> _Data in this exercise_

//! Freightdesk - assign warehouse inventory to trucks
//!
//! A CLI client for the logistics backend: browse trucks, warehouses and
//! stock, and submit capacity-checked inventory-to-truck assignments.

mod cli;
mod commands;
mod output;

use clap::Parser;
use cli::Cli;
use tracing_subscriber::EnvFilter;

fn init_logging(verbose: bool) {
    let filter = if verbose {
        EnvFilter::new("debug")
    } else {
        EnvFilter::try_from_default_env().unwrap_or_else(|_| EnvFilter::new("warn"))
    };
    tracing_subscriber::fmt()
        .with_env_filter(filter)
        .with_writer(std::io::stderr)
        .with_target(false)
        .init();
}

fn main() {
    let cli = Cli::parse();
    init_logging(cli.verbose);

    if let Err(e) = commands::execute(cli) {
        eprintln!("Error: {}", e);
        std::process::exit(1);
    }
}
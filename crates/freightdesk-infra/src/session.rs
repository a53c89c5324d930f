//! Session credentials for the REST backend
//!
//! The REST client never reads tokens from ambient storage; it is handed a
//! [`CredentialProvider`] and asks it for a bearer token on every request.

use chrono::{DateTime, Utc};
use freightdesk_domain::model::Role;
use freightdesk_types::ApiError;

/// Supplies the bearer token attached to each request
pub trait CredentialProvider {
    fn bearer_token(&self) -> Result<String, ApiError>;
}

/// Logged-in user as far as this client is concerned
#[derive(Debug, Clone)]
pub struct Session {
    token: String,
    pub role: Option<Role>,
    pub expires_at: Option<DateTime<Utc>>,
}

impl Session {
    pub fn new(token: impl Into<String>) -> Self {
        Self {
            token: token.into(),
            role: None,
            expires_at: None,
        }
    }

    pub fn with_role(mut self, role: Role) -> Self {
        self.role = Some(role);
        self
    }

    pub fn with_expiry(mut self, expires_at: DateTime<Utc>) -> Self {
        self.expires_at = Some(expires_at);
        self
    }

    pub fn is_expired(&self) -> bool {
        self.expires_at.is_some_and(|at| at <= Utc::now())
    }
}

impl CredentialProvider for Session {
    fn bearer_token(&self) -> Result<String, ApiError> {
        if self.token.trim().is_empty() {
            return Err(ApiError::Unauthorized(
                "no session token; set FREIGHTDESK_TOKEN or run `freightdesk config --set-token`"
                    .to_string(),
            ));
        }
        if self.is_expired() {
            return Err(ApiError::Unauthorized("session expired; log in again".to_string()));
        }
        Ok(self.token.clone())
    }
}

> _Required action_
Line by line, transcribe the material exactly.

> _Task response_
//! Freightdesk - assign warehouse inventory to trucks
//!
//! A CLI client for the logistics backend: browse trucks, warehouses and
//! stock, and submit capacity-checked inventory-to-truck assignments.

mod cli;
mod commands;
mod output;

use clap::Parser;
use cli::Cli;
use tracing_subscriber::EnvFilter;

fn init_logging(verbose: bool) {
    let filter = if verbose {
        EnvFilter::new("debug")
    } else {
        EnvFilter::try_from_default_env().unwrap_or_else(|_| EnvFilter::new("warn"))
    };
    tracing_subscriber::fmt()
        .with_env_filter(filter)
        .with_writer(std::io::stderr)
        .with_target(false)
        .init();
}

fn main() {
    let cli = Cli::parse();
    init_logging(cli.verbose);

    if let Err(e) = commands::execute(cli) {
        eprintln!("Error: {}", e);
        std::process::exit(1);
    }
}
filename crates/freightdesk-infra/src/session.rs
repository a53c89c5324d930f
//! Session credentials for the REST backend
//!
//! The REST client never reads tokens from ambient storage; it is handed a
//! [`CredentialProvider`] and asks it for a bearer token on every request.

use chrono::{DateTime, Utc};
use freightdesk_domain::model::Role;
use freightdesk_types::ApiError;

/// Supplies the bearer token attached to each request
pub trait CredentialProvider {
    fn bearer_token(&self) -> Result<String, ApiError>;
}

/// Logged-in user as far as this client is concerned
#[derive(Debug, Clone)]
pub struct Session {
    token: String,
    pub role: Option<Role>,
    pub expires_at: Option<DateTime<Utc>>,
}

impl Session {
    pub fn new(token: impl Into<String>) -> Self {
        Self {
            token: token.into(),
            role: None,
            expires_at: None,
        }
    }

    pub fn with_role(mut self, role: Role) -> Self {
        self.role = Some(role);
        self
    }

    pub fn with_expiry(mut self, expires_at: DateTime<Utc>) -> Self {
        self.expires_at = Some(expires_at);
        self
    }

    pub fn is_expired(&self) -> bool {
        self.expires_at.is_some_and(|at| at <= Utc::now())
    }
}

impl CredentialProvider for Session {
    fn bearer_token(&self) -> Result<String, ApiError> {
        if self.token.trim().is_empty() {
            return Err(ApiError::Unauthorized(
                "no session token; set FREIGHTDESK_TOKEN or run `freightdesk config --set-token`"
                    .to_string(),
            ));
        }
        if self.is_expired() {
            return Err(ApiError::Unauthorized("session expired; log in again".to_string()));
        }
        Ok(self.token.clone())
    }
}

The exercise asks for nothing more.